Faculty and students in microbiology work on a wide range of projects on different microbial systems, including freshwater and marine bacteria, pathogenic bacteria and soil fungi. The research efforts are supported by a number of core facilities including a flow cytometer, the Microscopic Imaging and Visualization Center, Genomics and Proteomics facilities (real-time PCR and microarray) and a BSL-3 lab. Kent State's microbial research involves traditional culture-dependent methods, state-of-the-art gene-based techniques and cutting-edge approaches including metagenomics and metatranscriptomics. Most work focuses on the role of microorganisms in mediating ecologically significant processes, such as degradation of recalcitrant carbon of plant tissues, transformation of dissolved organic matter in aquatic systems, nitrogen loss through denitrification and anaerobic ammonium oxidation, antibiotic resistance, etc.
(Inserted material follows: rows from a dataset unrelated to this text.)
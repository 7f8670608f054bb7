/*!
 * Opcode tables. The primary table is written out row by row in opcode order using the
 * `Z N H C` flag notation of the published opcode charts; timings are in T-cycles
 * `(taken, not taken)`. The prefixed table is generated from the opcode bit fields.
 */

use std::borrow::Cow;

use crate::cpu::catalog::{
    Access, Condition, FlagPolicy, InstructionClass, InstructionDescriptor, Operand,
    OperandSpec, Timing,
};
use crate::cpu::register::{Reg, WReg};

use Condition::*;
use Reg::*;
use WReg::*;

const NONE: OperandSpec = OperandSpec::new(Operand::None, Access::Direct);
const D8: OperandSpec = OperandSpec::new(Operand::Imm8, Access::Direct);
const D16: OperandSpec = OperandSpec::new(Operand::Imm16, Access::Direct);
const R8: OperandSpec = OperandSpec::new(Operand::Disp8, Access::Direct);
const PREFIX: OperandSpec = OperandSpec::new(Operand::Imm8, Access::Prefix);

// High page: 0xff00 + 8-bit immediate or C.
const A8_LOAD: OperandSpec = OperandSpec::new(Operand::Imm8, Access::MemRead8);
const A8_STORE: OperandSpec = OperandSpec::new(Operand::Imm8, Access::MemWrite8);
const C_LOAD: OperandSpec = OperandSpec::new(Operand::Reg8(C), Access::MemRead8);
const C_STORE: OperandSpec = OperandSpec::new(Operand::Reg8(C), Access::MemWrite8);

const A16_LOAD: OperandSpec = OperandSpec::new(Operand::Imm16, Access::MemRead8);
const A16_STORE: OperandSpec = OperandSpec::new(Operand::Imm16, Access::MemWrite8);
const A16_STORE16: OperandSpec = OperandSpec::new(Operand::Imm16, Access::MemWrite16);

const fn reg(reg: Reg) -> OperandSpec {
    OperandSpec::new(Operand::Reg8(reg), Access::Direct)
}
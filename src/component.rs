use crate::error::Result;

pub type Address = usize;

/// Clock cycles (T-cycles) consumed by a step.
pub type ElapsedTime = u32;

/// Byte-addressable memory as seen by the CPU. Wider accesses are little-endian byte pairs.
pub trait Addressable {
    fn read_u8(&mut self, address: Address) -> Result<u8>;

    fn write_u8(&mut self, address: Address, data: u8) -> Result<()>;
}

pub trait Steppable {
    type Context: ?Sized;

    fn step(&mut self, context: &mut Self::Context) -> Result<ElapsedTime>;
}
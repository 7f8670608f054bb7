use std::error::Error as StdError;

use crate::cpu::{InstructionClass, RunState};

#[derive(Debug, Clone, PartialEq, Eq)]
pub enum Error {
    /// The instruction tables disagree with themselves or with a handler. Not recoverable.
    CatalogDefect(String),
    UnimplementedInstructionClass {
        class: InstructionClass,
        address: u16,
    },
    /// `step` was called while the core is halted or stopped.
    InvalidRunState(RunState),
    IllegalInstruction {
        opcode: u8,
        address: u16,
    },
    AddressingError {
        address: usize,
        source: Option<String>,
    },
    Message(String),
}

impl std::fmt::Display for Error {
    fn fmt(&self, f: &mut std::fmt::Formatter<'_>) -> core::result::Result<(), std::fmt::Error> {
        match self {
            Error::CatalogDefect(msg) => write!(f, "instruction catalog defect: {}", msg),
            Error::UnimplementedInstructionClass { class, address } => {
                write!(
                    f,
                    "instruction class {} at {:#06x} has no handler",
                    class, address
                )
            }
            Error::InvalidRunState(state) => {
                write!(f, "cannot step a core in the {} state", state)
            }
            Error::IllegalInstruction { opcode, address } => {
                write!(f, "illegal opcode {:#04x} at {:#06x}", opcode, address)
            }
            Error::AddressingError { address, source } => {
                if let Some(source) = source {
                    write!(f, "AddressingError at {:x} from {}", address, source)
                } else {
                    write!(f, "AddressingError at {:x}", address)
                }
            }
            Error::Message(msg) => write!(f, "{}", msg),
        }
    }
}

impl StdError for Error {}

pub type Result<T> = std::result::Result<T, Error>;

impl Error {
    pub fn from_address(address: usize) -> Self {
        Error::AddressingError {
            address,
            source: None,
        }
    }

    pub fn from_address_with_source(address: usize, source: String) -> Self {
        Error::AddressingError {
            address,
            source: Some(source),
        }
    }

    pub fn from_message(msg: String) -> Self {
        Error::Message(msg)
    }

    pub fn catalog_defect(msg: impl Into<String>) -> Self {
        Error::CatalogDefect(msg.into())
    }

    /// Whether the error means the static instruction data can no longer be trusted.
    pub fn is_fatal(&self) -> bool {
        matches!(self, Error::CatalogDefect(_))
    }
}

impl From<String> for Error {
    fn from(str: String) -> Self {
        Error::from_message(str)
    }
}
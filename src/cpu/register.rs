use strum_macros::{Display, EnumIter};

/// The 8-bit registers, numbered by their slot in the register file.
#[derive(Debug, Clone, Copy, PartialEq, Eq, Hash, Display, EnumIter)]
pub enum Reg {
    B = 0,
    C = 1,
    D = 2,
    E = 3,
    H = 4,
    L = 5,
    F = 6,
    A = 7,
}

/// The 16-bit registers: the four pairs backed by the register file, plus SP and PC.
#[derive(Debug, Clone, Copy, PartialEq, Eq, Hash, Display, EnumIter)]
pub enum WReg {
    AF,
    BC,
    DE,
    HL,
    SP,
    PC,
}

/// The eight 8-bit CPU registers. Does not include the 16-bit SP and PC registers.
/// B/C, D/E, H/L and A/F pair up into 16-bit views over the same storage.
#[derive(Default, Debug, Clone, PartialEq, Eq)]
pub struct RegisterFile {
    slots: [u8; 8],
}

/// Only the upper nibble of F holds flags. The lower nibble always reads as zero.
const FLAG_REGISTER_MASK: u8 = 0xf0;

/// Macro to generate a function that gets the value in a joint register.
macro_rules! get_joint_register {
    ($name:ident, $first:ident, $second:ident) => {
        #[doc = concat!("Gets the joint register ", stringify!($first), stringify!($second), ".")]
        pub fn $name(&self) -> u16 {
            u16::from_be_bytes([self.read(Reg::$first), self.read(Reg::$second)])
        }
    };
}

/// Macro to generate a function that sets the value in a joint register.
macro_rules! set_joint_register {
    ($name:ident, $first:ident, $second:ident) => {
        #[doc = concat!("Sets the joint register ", stringify!($first), stringify!($second), ".")]
        pub fn $name(&mut self, value: u16) {
            let [high, low] = value.to_be_bytes();
            self.write(Reg::$first, high);
            self.write(Reg::$second, low);
        }
    };
}

impl RegisterFile {
    pub fn read(&self, reg: Reg) -> u8 {
        self.slots[reg as usize]
    }

    pub fn write(&mut self, reg: Reg, value: u8) {
        self.slots[reg as usize] = match reg {
            Reg::F => value & FLAG_REGISTER_MASK,
            _ => value,
        };
    }

    // AF
    get_joint_register!(get_af, A, F);
    set_joint_register!(set_af, A, F);

    // BC
    get_joint_register!(get_bc, B, C);
    set_joint_register!(set_bc, B, C);

    // DE
    get_joint_register!(get_de, D, E);
    set_joint_register!(set_de, D, E);

    // HL
    get_joint_register!(get_hl, H, L);
    set_joint_register!(set_hl, H, L);

    pub fn flags(&self) -> Flags {
        self.read(Reg::F).into()
    }

    pub fn set_flags(&mut self, flags: Flags) {
        self.write(Reg::F, flags.into());
    }

    pub fn flag(&self, flag: Flag) -> bool {
        self.flags().get(flag)
    }
}

/// One of the four condition bits held in the upper nibble of F.
#[derive(Debug, Clone, Copy, PartialEq, Eq, Hash, Display, EnumIter)]
pub enum Flag {
    Zero,
    Subtract,
    HalfCarry,
    Carry,
}

const ZERO_FLAG_BYTE_POSITION: u8 = 7;
const SUBTRACT_FLAG_BYTE_POSITION: u8 = 6;
const HALF_CARRY_FLAG_BYTE_POSITION: u8 = 5;
const CARRY_FLAG_BYTE_POSITION: u8 = 4;

impl Flag {
    /// Position of the flag inside F.
    pub fn bit(self) -> u8 {
        match self {
            Flag::Zero => ZERO_FLAG_BYTE_POSITION,
            Flag::Subtract => SUBTRACT_FLAG_BYTE_POSITION,
            Flag::HalfCarry => HALF_CARRY_FLAG_BYTE_POSITION,
            Flag::Carry => CARRY_FLAG_BYTE_POSITION,
        }
    }
}

/// Decoded view of the flag register.
#[derive(Debug, Default, Clone, Copy, PartialEq, Eq)]
pub struct Flags {
    /// Set when the result of a math op is zero or two values match when using the CP
    /// instruction.
    pub zero: bool,

    /// Set if a subtraction was performed in the last math operation.
    pub subtract: bool,

    /// Set if a carry occurred from the lower nibble in the last math operation.
    pub half_carry: bool,

    /// Set if a carry occurred from the last math operation or if register A is the
    /// smaller value when executing the CP instruction.
    pub carry: bool,
}

impl Flags {
    pub fn get(&self, flag: Flag) -> bool {
        match flag {
            Flag::Zero => self.zero,
            Flag::Subtract => self.subtract,
            Flag::HalfCarry => self.half_carry,
            Flag::Carry => self.carry,
        }
    }
}

impl std::convert::From<Flags> for u8 {
    fn from(flag: Flags) -> u8 {
        u8::from(flag.zero) << ZERO_FLAG_BYTE_POSITION
            | u8::from(flag.subtract) << SUBTRACT_FLAG_BYTE_POSITION
            | u8::from(flag.half_carry) << HALF_CARRY_FLAG_BYTE_POSITION
            | u8::from(flag.carry) << CARRY_FLAG_BYTE_POSITION
    }
}

impl std::convert::From<u8> for Flags {
    fn from(byte: u8) -> Self {
        let zero = ((byte >> ZERO_FLAG_BYTE_POSITION) & 0b1) == 1;
        let subtract = ((byte >> SUBTRACT_FLAG_BYTE_POSITION) & 0b1) == 1;
        let half_carry = ((byte >> HALF_CARRY_FLAG_BYTE_POSITION) & 0b1) == 1;
        let carry = ((byte >> CARRY_FLAG_BYTE_POSITION) & 0b1) == 1;

        Self {
            zero,
            subtract,
            half_carry,
            carry,
        }
    }
}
Research activities in Microbiology are generously funded by grants from the Department of Energy, National Science Foundation , the U.S. Environmental Protection Agency , the National Oceanic and Atmospheric Administration , the Lake Erie Protection Fund, US Geological Survey, and other state and federal agencies.


Students in Microbiology are enrolled in one of several different graduate programs depending on their primary interests. Some students participate in the M.S. or Ph.D. programs in Biological Sciences ( Ecology or Physiology specializations). Others are enrolled in the School of Biomedical Sciences in the Cell and Molecular Biology program.